Robert Luciani:And I don't think it's because it's better, because I don't think users are using prompts that are testing its math capabilities and other things. I think people just like to chat with it. And it comes back to this thing about tone that I was saying does it get the way you want to talk to it? It doesn't patronize you and pretend like you're stupid and sort of over-explained things or under-explained things, and so that's the first cool thing. It's a pretty nice chatbot to chat with.
Anders Arpteg:Does it still have the fun mode kind of thing?
Robert Luciani:No, I don't know if it has a fun toggle anymore, but haven't, really haven't really used it. The second feature is the think for longer feature, and we got a sneak preview of that with some open AI models, but maybe more specifically with deep seek. That made it more popularized among people at home. But the thing for longer feature is basically that it's allowed to write messages to itself and then read them and use that as sort of like a scratch pad before giving its final message.
Anders Arpteg:So basically we can pretend like it's… Is this the reasoning part.
Robert Luciani:Yeah, I mean, models now need to spit out their answers before they've finished thinking, and so what they let it do is use a piece of paper that's hidden and it thinks on that piece of paper and then it finally gives you its official final answer. And it's very neat because it's very fast. I mean, this thing is spitting out over a hundred tokens per second really fast in the background and so I asked it a question yesterday where it thought for an absurd. Oh yeah, I asked it to guesstimate the performance of some computing stuff, and it just started talking to itself for a long time. But wait, actually I forgot to take this into consideration. So it was thinking for like two minutes and having this internal dialogue in its head before outputting the answer, but the final answer that came out was really well, sort of-.
Henrik Göthberg:Well-structured.
Robert Luciani:Well-structured well thought through and everything like that. So it is a pretty cool feature. And then the final feature that grok3 has, which and these are things we've all seen, but, uh, they, they do really well with grok3 the final one is, uh, I think they call it deep search instead of deep research, which openai calls their version, and this is really, um, a great example of agentic behavior, meaning we know what the workflow for doing a bit of basic research is. You find some sources, you compile what, you read across them, you draw some conclusion and then you structure the output and you research a number of times as well, and you research a number of times, and so we can describe this quote unquote workflow in a very well-defined way. And so that is an agent. It's a very simple agent, but it's still an agent, and it's an agent that everybody has benefit from.
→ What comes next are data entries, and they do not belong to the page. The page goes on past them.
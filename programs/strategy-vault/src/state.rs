use anchor_lang::prelude::*;

use crate::constants::*;
use crate::errors::VaultError;
use crate::math;

/// Global vault configuration
///
/// Security considerations:
/// - Authority stored in state (not instruction args)
/// - Fee and slippage bounds are plain basis-point parameters
/// - Bumps stored for efficient PDA signing
#[account]
pub struct VaultState {
    /// Authority that can create strategies and set fee/slippage parameters
    pub authority: Pubkey,

    /// Protocol fee charged on exit proceeds, in basis points
    pub protocol_fee_bps: u16,

    /// Maximum tolerated deviation from the oracle-derived expectation, in basis points
    pub max_slippage_bps: u16,

    /// Bump seed for the vault state PDA
    pub bump: u8,

    /// Bump seed for the vault authority PDA
    pub vault_authority_bump: u8,

    // Padding for future upgrades
    pub _reserved: [u8; 64],
}

impl VaultState {
    pub const SPACE: usize = 8 + 32 + 2 + 2 + 1 + 1 + 64;
}

/// Per-(base asset, yield source) strategy share ledger
///
/// The strategy stores only `total_shares`. Its total value is always derived
/// from the live derivative-token position and the yield source's current
/// price, never cached, so unsolicited gains (interest, swept airdrops) are
/// reflected at every mint and burn.
#[account]
pub struct Strategy {
    /// Mint of the strategy's base asset
    pub base_mint: Pubkey,

    /// Yield source this strategy invests into
    pub yield_source: Pubkey,

    /// Total shares outstanding, adjusted only by mint-on-join and burn-on-exit
    pub total_shares: u64,

    /// Protocol fees retained from exits, in base-asset units
    pub fees_collected: u64,

    /// Bump seed for the strategy state PDA
    pub bump: u8,

    /// Bump seed for the strategy authority PDA
    pub authority_bump: u8,

    // Padding for future upgrades
    pub _reserved: [u8; 64],
}

impl Strategy {
    pub const SPACE: usize = 8 + 32 + 32 + 8 + 8 + 1 + 1 + 64;

    /// Shares to mint for a deposit of `amount`, priced against the
    /// strategy's value *before* the deposit is counted.
    ///
    /// - First join (no shares outstanding): 1:1
    /// - Otherwise: shares = amount * total_shares / value_before
    ///
    /// Pricing against `value_before` keeps the share price
    /// (total value / total shares) consistent across every mint: a later
    /// joiner pays for value that arrived before their join and earlier
    /// holders are not diluted by the new deposit.
    pub fn shares_for_deposit(&self, amount: u64, value_before: u64) -> Result<u64> {
        if self.total_shares == 0 || value_before == 0 {
            return Ok(amount);
        }
        math::mul_div(amount, self.total_shares, value_before)
    }

    /// Base-asset value owed for burning `shares` against the current total value
    ///
    /// amount_out = shares * value_now / total_shares
    pub fn value_for_shares(&self, shares: u64, value_now: u64) -> Result<u64> {
        if self.total_shares == 0 {
            return Ok(0);
        }
        math::mul_div(shares, value_now, self.total_shares)
    }

    /// Current share price with 32-bit fixed-point precision
    pub fn share_price_p32(&self, value_now: u64) -> Result<u64> {
        if self.total_shares == 0 {
            return Ok(TWO_POW_32);
        }
        math::mul_div(value_now, TWO_POW_32, self.total_shares)
    }
}

/// Per-(strategy, account) investment record
///
/// `shares_held` is the account's portion of the strategy's `total_shares`.
/// `principal_invested` is cost basis for reporting only; payout math is
/// share-proportional. The record is created on first join, reopens after a
/// full exit, and `shares_held == 0` marks it closed.
#[account]
pub struct Investment {
    /// Strategy this record belongs to
    pub strategy: Pubkey,

    /// The account that owns the shares
    pub owner: Pubkey,

    /// Shares currently held
    pub shares_held: u64,

    /// Principal contributed, reduced pro-rata on exit
    pub principal_invested: u64,

    /// Bump seed for the PDA
    pub bump: u8,

    pub _reserved: [u8; 16],
}

impl Investment {
    pub const SPACE: usize = 8 + 32 + 32 + 8 + 8 + 1 + 16;

    pub fn is_closed(&self) -> bool {
        self.shares_held == 0
    }
}

/// Per-(account, asset) vault balance
///
/// Plain accounted currency, not shares: credited on deposit and exit,
/// debited on withdraw and join.
#[account]
pub struct UserBalance {
    pub owner: Pubkey,
    pub mint: Pubkey,
    pub amount: u64,
    pub bump: u8,
    pub _reserved: [u8; 16],
}

impl UserBalance {
    pub const SPACE: usize = 8 + 32 + 32 + 8 + 1 + 16;
}

/// Yield source state: a derivative token redeemable for base asset at a
/// keeper-pushed price
///
/// The price is obtained off-path and pushed by the keeper, then staleness
/// checked on every read (interest accrual raises it, protocol fee skimming
/// can lower it). Strategies hold the derivative token; converting their
/// balance at this price is what `total_value()` means.
#[account]
pub struct YieldSourceState {
    /// Mint of the base asset the reserve pays out
    pub base_mint: Pubkey,

    /// Mint of the derivative token (PDA mint, authority = yield authority PDA)
    pub yield_mint: Pubkey,

    /// Keeper allowed to push prices
    pub keeper: Pubkey,

    /// Base asset per derivative token, 32-bit fixed-point precision
    pub price_p32: u64,

    /// Unix timestamp of the last price push
    pub price_timestamp: u64,

    /// Discriminates multiple yield sources over the same base mint
    pub id: u64,

    /// Bump seed for the yield source state PDA
    pub bump: u8,

    /// Bump seed for the yield authority PDA
    pub authority_bump: u8,

    /// Bump seed for the derivative mint PDA
    pub mint_bump: u8,

    pub _reserved: [u8; 32],
}

impl YieldSourceState {
    pub const SPACE: usize = 8 + 32 + 32 + 32 + 8 + 8 + 8 + 1 + 1 + 1 + 32;

    pub fn token_to_base(&self, token_amount: u64) -> Result<u64> {
        math::token_amount_to_base_value(token_amount, self.price_p32)
    }

    pub fn base_to_token(&self, base_value: u64) -> Result<u64> {
        math::base_value_to_token_amount(base_value, self.price_p32)
    }

    pub fn base_to_token_ceil(&self, base_value: u64) -> Result<u64> {
        math::base_value_to_token_amount_ceil(base_value, self.price_p32)
    }

    /// Whether a token may be swept into this yield source. The derivative
    /// token itself is never sweepable: burning or minting the wrapper
    /// outside invest/divest would desynchronize the share ledger from the
    /// position.
    pub fn is_sweepable(&self, token: Pubkey) -> bool {
        token != self.yield_mint
    }
}

/// Keeper-pushed exchange rate for one (token in, token out) pair
///
/// Used only to bound exit and swap slippage, never by the share math itself.
#[account]
pub struct PriceOracle {
    pub token_in: Pubkey,
    pub token_out: Pubkey,

    /// out = in * rate_p32 / 2^32
    pub rate_p32: u64,

    /// Unix timestamp of the last rate push
    pub rate_timestamp: u64,

    pub bump: u8,
    pub _reserved: [u8; 16],
}

impl PriceOracle {
    pub const SPACE: usize = 8 + 32 + 32 + 8 + 8 + 1 + 16;

    pub fn convert(&self, amount_in: u64) -> Result<u64> {
        math::mul_div(amount_in, self.rate_p32, TWO_POW_32)
    }
}

/// Requested exit size: either an absolute share count or a fraction of the
/// account's holding in basis points. Both representations appear in the
/// domain; this is the one canonical exit signature.
#[derive(AnchorSerialize, AnchorDeserialize, Clone, Debug, PartialEq)]
pub enum ExitRequest {
    Shares(u64),
    Ratio(u16),
}

impl ExitRequest {
    /// Resolve to an absolute share count against the caller's holding
    pub fn resolve(&self, shares_held: u64) -> Result<u64> {
        match self {
            ExitRequest::Shares(shares) => Ok(*shares),
            ExitRequest::Ratio(bps) => {
                require!(
                    *bps > 0 && *bps <= BASIS_POINTS_100_PERCENT,
                    VaultError::InvalidExitRequest
                );
                // Ratio(10_000) exits the full holding exactly
                if *bps == BASIS_POINTS_100_PERCENT {
                    Ok(shares_held)
                } else {
                    math::mul_div(shares_held, *bps as u64, BASIS_POINTS_100_PERCENT as u64)
                }
            }
        }
    }
}

#[cfg(test)]
mod tests {
    use super::*;

    fn mock_strategy(total_shares: u64) -> Strategy {
        Strategy {
            base_mint: Pubkey::default(),
            yield_source: Pubkey::default(),
            total_shares,
            fees_collected: 0,
            bump: 0,
            authority_bump: 0,
            _reserved: [0; 64],
        }
    }

    #[test]
    fn test_first_join_mints_one_to_one() {
        let strategy = mock_strategy(0);
        assert_eq!(strategy.shares_for_deposit(1000, 0).unwrap(), 1000);
        // orphaned value with no shares outstanding still prices 1:1
        assert_eq!(strategy.shares_for_deposit(1000, 500).unwrap(), 1000);
    }

    #[test]
    fn test_join_after_gain_is_diluted_fairly() {
        // 1000 shares backed by 2000 of value: a 500 deposit buys 250 shares
        let strategy = mock_strategy(1000);
        assert_eq!(strategy.shares_for_deposit(500, 2000).unwrap(), 250);
    }

    #[test]
    fn test_value_for_shares() {
        let strategy = mock_strategy(1000);
        assert_eq!(strategy.value_for_shares(500, 2000).unwrap(), 1000);
        // burning every share claims the entire value, no dust
        assert_eq!(strategy.value_for_shares(1000, 2000).unwrap(), 2000);
    }

    #[test]
    fn test_value_for_shares_empty_strategy() {
        let strategy = mock_strategy(0);
        assert_eq!(strategy.value_for_shares(0, 0).unwrap(), 0);
    }

    #[test]
    fn test_share_price_reflects_value() {
        let strategy = mock_strategy(1000);
        assert_eq!(strategy.share_price_p32(1000).unwrap(), TWO_POW_32);
        assert_eq!(strategy.share_price_p32(2000).unwrap(), 2 * TWO_POW_32);
    }

    #[test]
    fn test_precision_loss_rounds_down() {
        let strategy = mock_strategy(333);
        // 100 * 333 / 1000 = 33 (integer division)
        assert_eq!(strategy.shares_for_deposit(100, 1000).unwrap(), 33);
    }

    #[test]
    fn test_exit_request_absolute() {
        assert_eq!(ExitRequest::Shares(42).resolve(100).unwrap(), 42);
        // over-held requests resolve; the handler rejects them against the record
        assert_eq!(ExitRequest::Shares(200).resolve(100).unwrap(), 200);
    }

    #[test]
    fn test_exit_request_ratio() {
        assert_eq!(ExitRequest::Ratio(5000).resolve(100).unwrap(), 50);
        assert_eq!(ExitRequest::Ratio(10_000).resolve(101).unwrap(), 101);
        assert!(ExitRequest::Ratio(0).resolve(100).is_err());
        assert!(ExitRequest::Ratio(10_001).resolve(100).is_err());
    }

    #[test]
    fn test_yield_source_conversions() {
        let ys = YieldSourceState {
            base_mint: Pubkey::default(),
            yield_mint: Pubkey::default(),
            keeper: Pubkey::default(),
            price_p32: TWO_POW_32 * 2, // 2.0 base per token
            price_timestamp: 0,
            id: 0,
            bump: 0,
            authority_bump: 0,
            mint_bump: 0,
            _reserved: [0; 32],
        };
        assert_eq!(ys.token_to_base(500).unwrap(), 1000);
        assert_eq!(ys.base_to_token(1000).unwrap(), 500);
        assert_eq!(ys.base_to_token_ceil(1001).unwrap(), 501);
    }

    #[test]
    fn test_sweep_rejects_derivative_token() {
        let ys = YieldSourceState {
            base_mint: Pubkey::new_unique(),
            yield_mint: Pubkey::new_unique(),
            keeper: Pubkey::default(),
            price_p32: TWO_POW_32,
            price_timestamp: 0,
            id: 0,
            bump: 0,
            authority_bump: 0,
            mint_bump: 0,
            _reserved: [0; 32],
        };
        // the wrapper token itself is never sweepable
        assert!(!ys.is_sweepable(ys.yield_mint));
        // the base asset and foreign tokens are
        assert!(ys.is_sweepable(ys.base_mint));
        assert!(ys.is_sweepable(Pubkey::new_unique()));
    }
}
And people will ask questions like give me a breakdown of the performance of this company financially, blah, blah, blah, and it'll generate a really really nice report for you.
Henrik Göthberg:So the traditional market research. Can you do a report on a market entry strategy to UK for Vattenfall? It?
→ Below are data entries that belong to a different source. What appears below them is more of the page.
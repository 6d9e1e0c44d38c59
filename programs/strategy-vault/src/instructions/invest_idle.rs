use anchor_lang::prelude::*;
use anchor_spl::token::{Mint, Token, TokenAccount};

use crate::math;
use crate::swap::{execute_swap, SwapLeg};
use crate::yield_adapter::{RateYieldAdapter, YieldSource};
use crate::{constants::*, errors::*, events::*, state::*};

/// Sweep a token balance sitting idle in the strategy (airdrops, residuals)
/// into the yield source
///
/// Never mints or burns shares: the sweep only raises total value, which
/// implicitly raises the share price for every existing holder. A non-base
/// token is first converted through the swap connector, bounded by the
/// oracle rate minus the configured max slippage. Sweeping the yield
/// source's own derivative token is rejected - burning or minting the
/// wrapper directly would desynchronize the share ledger from the position.
#[derive(Accounts)]
pub struct InvestIdle<'info> {
    #[account(mut)]
    pub authority: Signer<'info>,

    #[account(
        seeds = [VAULT_SEED],
        bump = vault_state.bump,
        has_one = authority @ VaultError::Unauthorized,
    )]
    pub vault_state: Account<'info, VaultState>,

    #[account(
        address = strategy.base_mint @ VaultError::InvalidMint,
    )]
    pub base_mint: Account<'info, Mint>,

    #[account(
        seeds = [STRATEGY_SEED, strategy.base_mint.as_ref(), strategy.yield_source.as_ref()],
        bump = strategy.bump,
    )]
    pub strategy: Account<'info, Strategy>,

    /// CHECK: PDA used as token authority, validated by seeds
    #[account(
        seeds = [STRATEGY_AUTHORITY_SEED, strategy.key().as_ref()],
        bump = strategy.authority_bump,
    )]
    pub strategy_authority: UncheckedAccount<'info>,

    #[account(
        address = strategy.yield_source @ VaultError::UnsupportedToken,
    )]
    pub yield_state: Account<'info, YieldSourceState>,

    #[account(
        mut,
        address = yield_state.yield_mint @ VaultError::InvalidMint,
    )]
    pub yield_mint: Account<'info, Mint>,

    /// CHECK: PDA used as token authority, validated by seeds
    #[account(
        seeds = [YIELD_AUTHORITY_SEED, yield_state.key().as_ref()],
        bump = yield_state.authority_bump,
    )]
    pub yield_authority: UncheckedAccount<'info>,

    #[account(
        mut,
        associated_token::mint = base_mint,
        associated_token::authority = yield_authority,
    )]
    pub yield_reserve: Account<'info, TokenAccount>,

    /// Token being swept
    pub swept_mint: Account<'info, Mint>,

    /// Strategy's token account for a non-base swept token; unused when
    /// sweeping the base asset itself
    #[account(mut)]
    pub swept_token_account: Option<Account<'info, TokenAccount>>,

    /// Swept-token to base-asset rate; required for non-base sweeps
    pub oracle: Option<Account<'info, PriceOracle>>,

    /// Swap connector authority PDA; required for non-base sweeps
    /// CHECK: validated against the canonical PDA in the handler
    pub swap_authority: Option<UncheckedAccount<'info>>,

    /// Connector pool receiving the swept token
    #[account(mut)]
    pub pool_in: Option<Account<'info, TokenAccount>>,

    /// Connector pool paying out base asset
    #[account(mut)]
    pub pool_out: Option<Account<'info, TokenAccount>>,

    #[account(
        mut,
        associated_token::mint = base_mint,
        associated_token::authority = strategy_authority,
    )]
    pub strategy_asset_account: Account<'info, TokenAccount>,

    #[account(
        mut,
        associated_token::mint = yield_mint,
        associated_token::authority = strategy_authority,
    )]
    pub strategy_position_account: Account<'info, TokenAccount>,

    pub token_program: Program<'info, Token>,
}

pub fn handler(ctx: Context<InvestIdle>) -> Result<()> {
    let swept_mint = ctx.accounts.swept_mint.key();
    let base_mint = ctx.accounts.base_mint.key();

    require!(
        ctx.accounts.yield_state.is_sweepable(swept_mint),
        VaultError::UnsupportedToken
    );

    let strategy_key = ctx.accounts.strategy.key();
    let strategy_authority_key = ctx.accounts.strategy_authority.key();

    let (amount_swept, base_amount) = if swept_mint == base_mint {
        let idle = ctx.accounts.strategy_asset_account.amount;
        require!(idle > 0, VaultError::ZeroAmount);
        (idle, idle)
    } else {
        // non-base sweep: convert through the connector first
        let swept_account = ctx
            .accounts
            .swept_token_account
            .as_ref()
            .ok_or(VaultError::UnsupportedToken)?;
        require!(
            swept_account.mint == swept_mint,
            VaultError::InvalidMint
        );
        require!(
            swept_account.owner == strategy_authority_key,
            VaultError::InvalidOwner
        );
        let idle = swept_account.amount;
        require!(idle > 0, VaultError::ZeroAmount);

        let oracle = ctx
            .accounts
            .oracle
            .as_ref()
            .ok_or(VaultError::UnsupportedToken)?;
        require!(
            oracle.token_in == swept_mint && oracle.token_out == base_mint,
            VaultError::UnsupportedToken
        );

        let swap_authority = ctx
            .accounts
            .swap_authority
            .as_ref()
            .ok_or(VaultError::ExternalCallFailure)?;
        let (expected_authority, swap_authority_bump) =
            Pubkey::find_program_address(&[SWAP_AUTHORITY_SEED], ctx.program_id);
        require_keys_eq!(
            swap_authority.key(),
            expected_authority,
            VaultError::ExternalCallFailure
        );

        let pool_in = ctx
            .accounts
            .pool_in
            .as_ref()
            .ok_or(VaultError::ExternalCallFailure)?;
        require!(
            pool_in.mint == swept_mint && pool_in.owner == expected_authority,
            VaultError::ExternalCallFailure
        );
        let pool_in_info = pool_in.to_account_info();
        let swept_info = swept_account.to_account_info();

        let expected_out = oracle.convert(idle)?;
        let min_out = math::apply_bp(
            expected_out,
            BASIS_POINTS_100_PERCENT - ctx.accounts.vault_state.max_slippage_bps,
        )?;

        let pool_out = ctx
            .accounts
            .pool_out
            .as_mut()
            .ok_or(VaultError::ExternalCallFailure)?;
        require!(
            pool_out.mint == base_mint && pool_out.owner == expected_authority,
            VaultError::ExternalCallFailure
        );

        let mut leg = SwapLeg {
            oracle,
            pool_in: pool_in_info,
            pool_out,
            from: swept_info,
            to: ctx.accounts.strategy_asset_account.to_account_info(),
            from_authority: ctx.accounts.strategy_authority.to_account_info(),
            from_authority_seed: strategy_key,
            from_authority_bump: ctx.accounts.strategy.authority_bump,
            swap_authority: swap_authority.to_account_info(),
            swap_authority_bump,
            token_program: ctx.accounts.token_program.to_account_info(),
        };
        let received = execute_swap(&mut leg, idle, min_out)?;
        (idle, received)
    };

    let mut adapter = RateYieldAdapter {
        yield_state: &ctx.accounts.yield_state,
        yield_mint: ctx.accounts.yield_mint.to_account_info(),
        yield_reserve: &mut ctx.accounts.yield_reserve,
        position: &mut ctx.accounts.strategy_position_account,
        idle: ctx.accounts.strategy_asset_account.to_account_info(),
        strategy: strategy_key,
        strategy_authority: ctx.accounts.strategy_authority.to_account_info(),
        strategy_authority_bump: ctx.accounts.strategy.authority_bump,
        yield_authority: ctx.accounts.yield_authority.to_account_info(),
        token_program: ctx.accounts.token_program.to_account_info(),
    };
    adapter.invest(base_amount)?;

    emit!(IdleInvested {
        strategy: strategy_key,
        token: swept_mint,
        amount_swept,
        base_invested: base_amount,
        timestamp: Clock::get()?.unix_timestamp,
    });

    Ok(())
}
Robert Luciani:could even be. Could you compile me a research report on what I need to think about when buying running shoes? Exactly, Teach everything about foot arches and stuff like that. It'll make research on anything you want.
Henrik Göthberg:And the core topic then is that it thinks it's through and then it goes out and can more or less search for those things and they it. It can produce the report. Reference to what? Is what the what is, its sources and how it's yeah, so this is very powerful stuff for a lot of different disciplines yes, in normal day life for sure, would you say Grok 3 is an incremental improvement or more of a step change.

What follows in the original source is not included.